• _What you need to do_: The records follow. Retype them without a single change.

>>>

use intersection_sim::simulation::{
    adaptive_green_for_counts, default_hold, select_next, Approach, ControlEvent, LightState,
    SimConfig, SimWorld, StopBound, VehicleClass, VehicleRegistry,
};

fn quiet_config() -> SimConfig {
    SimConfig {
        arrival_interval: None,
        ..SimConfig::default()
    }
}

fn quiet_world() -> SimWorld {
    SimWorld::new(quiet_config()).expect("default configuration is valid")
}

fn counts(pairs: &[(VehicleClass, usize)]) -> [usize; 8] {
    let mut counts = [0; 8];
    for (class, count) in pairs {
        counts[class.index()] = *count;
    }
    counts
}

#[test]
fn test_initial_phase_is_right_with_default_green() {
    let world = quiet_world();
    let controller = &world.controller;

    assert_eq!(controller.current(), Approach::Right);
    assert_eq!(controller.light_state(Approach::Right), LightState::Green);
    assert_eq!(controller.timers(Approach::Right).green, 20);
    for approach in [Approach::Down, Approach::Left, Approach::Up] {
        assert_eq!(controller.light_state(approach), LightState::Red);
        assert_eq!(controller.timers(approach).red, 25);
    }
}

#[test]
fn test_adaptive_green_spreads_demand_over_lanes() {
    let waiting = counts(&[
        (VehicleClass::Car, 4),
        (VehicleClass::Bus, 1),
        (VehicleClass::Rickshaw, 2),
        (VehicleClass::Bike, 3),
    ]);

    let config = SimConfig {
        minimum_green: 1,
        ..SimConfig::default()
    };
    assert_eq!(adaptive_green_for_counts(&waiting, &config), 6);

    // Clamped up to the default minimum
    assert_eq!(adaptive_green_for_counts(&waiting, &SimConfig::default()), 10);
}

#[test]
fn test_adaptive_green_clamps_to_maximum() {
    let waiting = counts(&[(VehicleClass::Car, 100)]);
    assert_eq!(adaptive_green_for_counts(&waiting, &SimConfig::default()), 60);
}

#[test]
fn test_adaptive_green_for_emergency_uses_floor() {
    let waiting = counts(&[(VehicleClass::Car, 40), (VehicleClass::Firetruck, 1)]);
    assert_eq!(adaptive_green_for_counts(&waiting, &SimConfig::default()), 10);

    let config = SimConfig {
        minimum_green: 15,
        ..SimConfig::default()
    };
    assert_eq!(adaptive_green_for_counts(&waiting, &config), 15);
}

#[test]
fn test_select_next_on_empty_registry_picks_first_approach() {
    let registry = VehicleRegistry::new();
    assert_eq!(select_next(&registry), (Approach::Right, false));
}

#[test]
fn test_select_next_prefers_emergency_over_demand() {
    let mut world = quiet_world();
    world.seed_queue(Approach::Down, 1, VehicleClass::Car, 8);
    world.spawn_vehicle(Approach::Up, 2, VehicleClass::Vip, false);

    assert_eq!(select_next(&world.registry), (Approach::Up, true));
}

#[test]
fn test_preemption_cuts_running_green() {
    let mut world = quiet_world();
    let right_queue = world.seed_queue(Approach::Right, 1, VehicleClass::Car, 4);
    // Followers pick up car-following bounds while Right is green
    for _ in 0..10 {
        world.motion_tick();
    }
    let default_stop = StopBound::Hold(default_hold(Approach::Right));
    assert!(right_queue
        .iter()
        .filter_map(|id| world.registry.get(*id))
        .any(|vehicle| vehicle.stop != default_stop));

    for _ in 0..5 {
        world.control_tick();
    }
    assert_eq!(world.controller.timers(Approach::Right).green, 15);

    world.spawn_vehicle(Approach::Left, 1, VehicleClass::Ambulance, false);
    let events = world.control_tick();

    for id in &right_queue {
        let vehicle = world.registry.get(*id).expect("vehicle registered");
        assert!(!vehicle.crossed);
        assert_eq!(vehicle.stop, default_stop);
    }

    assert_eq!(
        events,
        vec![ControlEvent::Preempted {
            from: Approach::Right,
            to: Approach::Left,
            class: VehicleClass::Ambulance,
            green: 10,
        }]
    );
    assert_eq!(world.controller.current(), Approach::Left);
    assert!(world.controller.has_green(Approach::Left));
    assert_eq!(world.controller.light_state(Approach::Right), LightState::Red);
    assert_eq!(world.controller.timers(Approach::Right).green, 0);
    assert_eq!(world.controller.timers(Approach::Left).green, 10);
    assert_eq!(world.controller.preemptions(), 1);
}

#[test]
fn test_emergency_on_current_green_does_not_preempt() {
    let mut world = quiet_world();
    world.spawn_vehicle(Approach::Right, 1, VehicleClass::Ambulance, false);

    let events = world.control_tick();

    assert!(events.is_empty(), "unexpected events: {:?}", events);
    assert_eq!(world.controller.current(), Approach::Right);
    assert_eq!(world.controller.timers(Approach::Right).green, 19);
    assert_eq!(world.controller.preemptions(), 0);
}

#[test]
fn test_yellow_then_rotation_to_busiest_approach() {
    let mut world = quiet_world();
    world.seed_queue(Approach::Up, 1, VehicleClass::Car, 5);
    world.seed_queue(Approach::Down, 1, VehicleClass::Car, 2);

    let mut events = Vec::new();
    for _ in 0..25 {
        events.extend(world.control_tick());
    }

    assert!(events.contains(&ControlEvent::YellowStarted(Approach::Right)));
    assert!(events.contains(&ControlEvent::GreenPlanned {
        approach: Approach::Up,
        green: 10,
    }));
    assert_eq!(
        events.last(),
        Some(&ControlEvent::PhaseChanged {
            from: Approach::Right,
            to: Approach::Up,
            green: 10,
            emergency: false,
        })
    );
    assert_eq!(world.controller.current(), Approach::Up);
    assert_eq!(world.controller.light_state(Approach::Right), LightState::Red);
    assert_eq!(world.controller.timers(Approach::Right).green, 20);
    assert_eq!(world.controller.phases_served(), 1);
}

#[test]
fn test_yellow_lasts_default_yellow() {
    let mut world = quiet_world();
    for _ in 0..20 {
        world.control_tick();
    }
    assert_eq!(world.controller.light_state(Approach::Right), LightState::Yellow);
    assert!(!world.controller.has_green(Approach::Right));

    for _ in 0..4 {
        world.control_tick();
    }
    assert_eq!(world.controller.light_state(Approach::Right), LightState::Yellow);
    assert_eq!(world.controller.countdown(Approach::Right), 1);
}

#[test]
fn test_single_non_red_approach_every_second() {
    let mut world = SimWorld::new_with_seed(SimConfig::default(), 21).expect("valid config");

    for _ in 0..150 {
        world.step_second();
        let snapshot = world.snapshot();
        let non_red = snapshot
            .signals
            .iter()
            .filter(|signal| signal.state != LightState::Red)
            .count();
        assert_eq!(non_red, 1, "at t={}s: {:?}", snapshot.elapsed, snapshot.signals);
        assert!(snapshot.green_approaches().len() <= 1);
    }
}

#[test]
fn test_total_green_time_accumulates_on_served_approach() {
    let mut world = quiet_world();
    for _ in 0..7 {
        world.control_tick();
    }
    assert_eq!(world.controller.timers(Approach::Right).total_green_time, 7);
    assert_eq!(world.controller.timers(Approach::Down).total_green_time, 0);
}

<<<

• _Exercise output_:
use intersection_sim::simulation::{
    adaptive_green_for_counts, default_hold, select_next, Approach, ControlEvent, LightState,
    SimConfig, SimWorld, StopBound, VehicleClass, VehicleRegistry,
};

fn quiet_config() -> SimConfig {
    SimConfig {
        arrival_interval: None,
        ..SimConfig::default()
    }
}

fn quiet_world() -> SimWorld {
    SimWorld::new(quiet_config()).expect("default configuration is valid")
}

fn counts(pairs: &[(VehicleClass, usize)]) -> [usize; 8] {
    let mut counts = [0; 8];
    for (class, count) in pairs {
        counts[class.index()] = *count;
    }
    counts
}

#[test]
fn test_initial_phase_is_right_with_default_green() {
    let world = quiet_world();
    let controller = &world.controller;

    assert_eq!(controller.current(), Approach::Right);
    assert_eq!(controller.light_state(Approach::Right), LightState::Green);
    assert_eq!(controller.timers(Approach::Right).green, 20);
    for approach in [Approach::Down, Approach::Left, Approach::Up] {
        assert_eq!(controller.light_state(approach), LightState::Red);
        assert_eq!(controller.timers(approach).red, 25);
    }
}

#[test]
fn test_adaptive_green_spreads_demand_over_lanes() {
    let waiting = counts(&[
        (VehicleClass::Car, 4),
        (VehicleClass::Bus, 1),
        (VehicleClass::Rickshaw, 2),
        (VehicleClass::Bike, 3),
    ]);

    let config = SimConfig {
        minimum_green: 1,
        ..SimConfig::default()
    };
    assert_eq!(adaptive_green_for_counts(&waiting, &config), 6);

    // Clamped up to the default minimum
    assert_eq!(adaptive_green_for_counts(&waiting, &SimConfig::default()), 10);
}

#[test]
fn test_adaptive_green_clamps_to_maximum() {
    let waiting = counts(&[(VehicleClass::Car, 100)]);
    assert_eq!(adaptive_green_for_counts(&waiting, &SimConfig::default()), 60);
}

#[test]
fn test_adaptive_green_for_emergency_uses_floor() {
    let waiting = counts(&[(VehicleClass::Car, 40), (VehicleClass::Firetruck, 1)]);
    assert_eq!(adaptive_green_for_counts(&waiting, &SimConfig::default()), 10);

    let config = SimConfig {
        minimum_green: 15,
        ..SimConfig::default()
    };
    assert_eq!(adaptive_green_for_counts(&waiting, &config), 15);
}

#[test]
fn test_select_next_on_empty_registry_picks_first_approach() {
    let registry = VehicleRegistry::new();
    assert_eq!(select_next(&registry), (Approach::Right, false));
}

#[test]
fn test_select_next_prefers_emergency_over_demand() {
    let mut world = quiet_world();
    world.seed_queue(Approach::Down, 1, VehicleClass::Car, 8);
    world.spawn_vehicle(Approach::Up, 2, VehicleClass::Vip, false);

    assert_eq!(select_next(&world.registry), (Approach::Up, true));
}

#[test]
fn test_preemption_cuts_running_green() {
    let mut world = quiet_world();
    let right_queue = world.seed_queue(Approach::Right, 1, VehicleClass::Car, 4);
    // Followers pick up car-following bounds while Right is green
    for _ in 0..10 {
        world.motion_tick();
    }
    let default_stop = StopBound::Hold(default_hold(Approach::Right));
    assert!(right_queue
        .iter()
        .filter_map(|id| world.registry.get(*id))
        .any(|vehicle| vehicle.stop != default_stop));

    for _ in 0..5 {
        world.control_tick();
    }
    assert_eq!(world.controller.timers(Approach::Right).green, 15);

    world.spawn_vehicle(Approach::Left, 1, VehicleClass::Ambulance, false);
    let events = world.control_tick();

    for id in &right_queue {
        let vehicle = world.registry.get(*id).expect("vehicle registered");
        assert!(!vehicle.crossed);
        assert_eq!(vehicle.stop, default_stop);
    }

    assert_eq!(
        events,
        vec![ControlEvent::Preempted {
            from: Approach::Right,
            to: Approach::Left,
            class: VehicleClass::Ambulance,
            green: 10,
        }]
    );
    assert_eq!(world.controller.current(), Approach::Left);
    assert!(world.controller.has_green(Approach::Left));
    assert_eq!(world.controller.light_state(Approach::Right), LightState::Red);
    assert_eq!(world.controller.timers(Approach::Right).green, 0);
    assert_eq!(world.controller.timers(Approach::Left).green, 10);
    assert_eq!(world.controller.preemptions(), 1);
}

#[test]
fn test_emergency_on_current_green_does_not_preempt() {
    let mut world = quiet_world();
    world.spawn_vehicle(Approach::Right, 1, VehicleClass::Ambulance, false);

    let events = world.control_tick();

    assert!(events.is_empty(), "unexpected events: {:?}", events);
    assert_eq!(world.controller.current(), Approach::Right);
    assert_eq!(world.controller.timers(Approach::Right).green, 19);
    assert_eq!(world.controller.preemptions(), 0);
}

#[test]
fn test_yellow_then_rotation_to_busiest_approach() {
    let mut world = quiet_world();
    world.seed_queue(Approach::Up, 1, VehicleClass::Car, 5);
    world.seed_queue(Approach::Down, 1, VehicleClass::Car, 2);

    let mut events = Vec::new();
    for _ in 0..25 {
        events.extend(world.control_tick());
    }

    assert!(events.contains(&ControlEvent::YellowStarted(Approach::Right)));
    assert!(events.contains(&ControlEvent::GreenPlanned {
        approach: Approach::Up,
        green: 10,
    }));
    assert_eq!(
        events.last(),
        Some(&ControlEvent::PhaseChanged {
            from: Approach::Right,
            to: Approach::Up,
            green: 10,
            emergency: false,
        })
    );
    assert_eq!(world.controller.current(), Approach::Up);
    assert_eq!(world.controller.light_state(Approach::Right), LightState::Red);
    assert_eq!(world.controller.timers(Approach::Right).green, 20);
    assert_eq!(world.controller.phases_served(), 1);
}

#[test]
fn test_yellow_lasts_default_yellow() {
    let mut world = quiet_world();
    for _ in 0..20 {
        world.control_tick();
    }
    assert_eq!(world.controller.light_state(Approach::Right), LightState::Yellow);
    assert!(!world.controller.has_green(Approach::Right));

    for _ in 0..4 {
        world.control_tick();
    }
    assert_eq!(world.controller.light_state(Approach::Right), LightState::Yellow);
    assert_eq!(world.controller.countdown(Approach::Right), 1);
}

#[test]
fn test_single_non_red_approach_every_second() {
    let mut world = SimWorld::new_with_seed(SimConfig::default(), 21).expect("valid config");

    for _ in 0..150 {
        world.step_second();
        let snapshot = world.snapshot();
        let non_red = snapshot
            .signals
            .iter()
            .filter(|signal| signal.state != LightState::Red)
            .count();
        assert_eq!(non_red, 1, "at t={}s: {:?}", snapshot.elapsed, snapshot.signals);
        assert!(snapshot.green_approaches().len() <= 1);
    }
}

#[test]
fn test_total_green_time_accumulates_on_served_approach() {
    let mut world = quiet_world();
    for _ in 0..7 {
        world.control_tick();
    }
    assert_eq!(world.controller.timers(Approach::Right).total_green_time, 7);
    assert_eq!(world.controller.timers(Approach::Down).total_green_time, 0);
}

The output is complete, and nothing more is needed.